Theoretical Investigation of CO2 Reduction at Ni/SDC and La(Sr)FeO3-δ Cathodes in Solid Oxide Electrolysis Cells

Abstract

Electrochemical CO2 reduction in solid oxide electrolysis cell (SOEC) is a promising technology to address the global issue of greenhouse emissions. To further advance the development of catalyst, it is necessary to gain theoretical insights into high temperature CO2 electroreduction mechanisms on perovskite La(Sr)FeO3-δ and conventional Ni/SDC using Density Functional Theory (DFT). To study the effects of interface oxygen vacancy on CO2 electrolysis on Ni/SDC, surface models with and without interface oxygen vacancy were considered. In addition, the most stable La(Sr)FeO3-δ surface model under SOEC operation conditions with 4 oxygen vacancies was also built.
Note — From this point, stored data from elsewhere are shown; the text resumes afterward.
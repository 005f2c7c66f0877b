//! Small group repository.

use sqlx::PgPool;

use crate::entities::{SmallGroupEntity, SmallGroupKindDb};
use crate::metrics::QueryTimer;

const GROUP_COLUMNS: &str = "id, name, kind, description, leader, meeting_day, meeting_time, \
     location, max_capacity, current_count, open_for_signup, contact_email, active, created_at";

/// Repository for growth and life groups.
#[derive(Clone)]
pub struct SmallGroupRepository {
    pool: PgPool,
}

impl SmallGroupRepository {
    pub fn new(pool: PgPool) -> Self {
        Self { pool }
    }

    /// All active groups, growth groups before life groups.
    pub async fn find_active(&self) -> Result<Vec<SmallGroupEntity>, sqlx::Error> {
        let timer = QueryTimer::new("find_active_small_groups");
        let result = sqlx::query_as::<_, SmallGroupEntity>(&format!(
            r#"
            SELECT {GROUP_COLUMNS}
            FROM small_groups
            WHERE active = true
            ORDER BY kind ASC, name ASC
            "#
        ))
        .fetch_all(&self.pool)
        .await;
        timer.record();
        result
    }

    /// Active groups of one kind.
    pub async fn find_by_kind(
        &self,
        kind: SmallGroupKindDb,
    ) -> Result<Vec<SmallGroupEntity>, sqlx::Error> {
        let timer = QueryTimer::new("find_small_groups_by_kind");
        let result = sqlx::query_as::<_, SmallGroupEntity>(&format!(
            r#"
            SELECT {GROUP_COLUMNS}
            FROM small_groups
            WHERE active = true AND kind = $1
            ORDER BY name ASC
            "#
        ))
        .bind(kind)
        .fetch_all(&self.pool)
        .await;
        timer.record();
        result
    }

    /// Active groups currently accepting signups.
    pub async fn find_open(&self) -> Result<Vec<SmallGroupEntity>, sqlx::Error> {
        let timer = QueryTimer::new("find_open_small_groups");
        let result = sqlx::query_as::<_, SmallGroupEntity>(&format!(
            r#"
            SELECT {GROUP_COLUMNS}
            FROM small_groups
            WHERE active = true AND open_for_signup = true
            ORDER BY kind ASC, name ASC
            "#
        ))
        .fetch_all(&self.pool)
        .await;
        timer.record();
        result
    }
}
//! Ministries endpoint.

use axum::{extract::State, Json};
use domain::models::Ministry;
use persistence::repositories::MinistryRepository;
use serde::Serialize;

use crate::app::AppState;
use crate::error::ApiError;

/// Ministry with the display attributes its category carries, so the client
/// renders the grid tabs and badges without its own lookup tables.
#[derive(Debug, Serialize)]
#[serde(rename_all = "snake_case")]
pub struct MinistryResponse {
    #[serde(flatten)]
    pub ministry: Ministry,
    pub category_label: &'static str,
    pub category_accent: &'static str,
}

impl MinistryResponse {
    pub fn from_ministry(ministry: Ministry) -> Self {
        let category_label = ministry.category.label();
        let category_accent = ministry.category.accent();
        Self {
            ministry,
            category_label,
            category_accent,
        }
    }
}

/// GET /api/v1/ministries
pub async fn list_ministries(
    State(state): State<AppState>,
) -> Result<Json<Vec<MinistryResponse>>, ApiError> {
    let repo = MinistryRepository::new(state.pool.clone());
    let ministries = repo.find_active().await?;
    Ok(Json(
        ministries
            .into_iter()
            .map(|entity| MinistryResponse::from_ministry(entity.into()))
            .collect(),
    ))
}
//! Alpha session entity (database row mapping).

use chrono::{DateTime, NaiveDate, Utc};
use domain::models::AlphaSession;
use sqlx::FromRow;
use uuid::Uuid;

/// Database row mapping for the alpha_sessions table.
#[derive(Debug, Clone, FromRow)]
pub struct AlphaSessionEntity {
    pub id: Uuid,
    pub season: String,
    pub start_date: NaiveDate,
    pub end_date: NaiveDate,
    pub meeting_day: String,
    pub meeting_time: String,
    pub location: String,
    pub description: String,
    pub registration_open: bool,
    pub registration_url: Option<String>,
    pub max_capacity: i32,
    pub current_count: i32,
    pub created_at: DateTime<Utc>,
}

impl From<AlphaSessionEntity> for AlphaSession {
    fn from(entity: AlphaSessionEntity) -> Self {
        Self {
            id: entity.id,
            season: entity.season,
            start_date: entity.start_date,
            end_date: entity.end_date,
            meeting_day: entity.meeting_day,
            meeting_time: entity.meeting_time,
            location: entity.location,
            description: entity.description,
            registration_open: entity.registration_open,
            registration_url: entity.registration_url,
            max_capacity: entity.max_capacity,
            current_count: entity.current_count,
            created_at: entity.created_at,
        }
    }
}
CO2 reduction reaction is most favorable for the strongest CO2 adsorption on Ni/SDC (111) surface, while on La0. 5Sr0. 5FeO2.75 (001) surface, this reaction is most favorable for moderate CO2 adsorption. The adsorption configurations of CO2 and CO that would make CO2 electrolysis most likely to occur were determined for each of the surface models.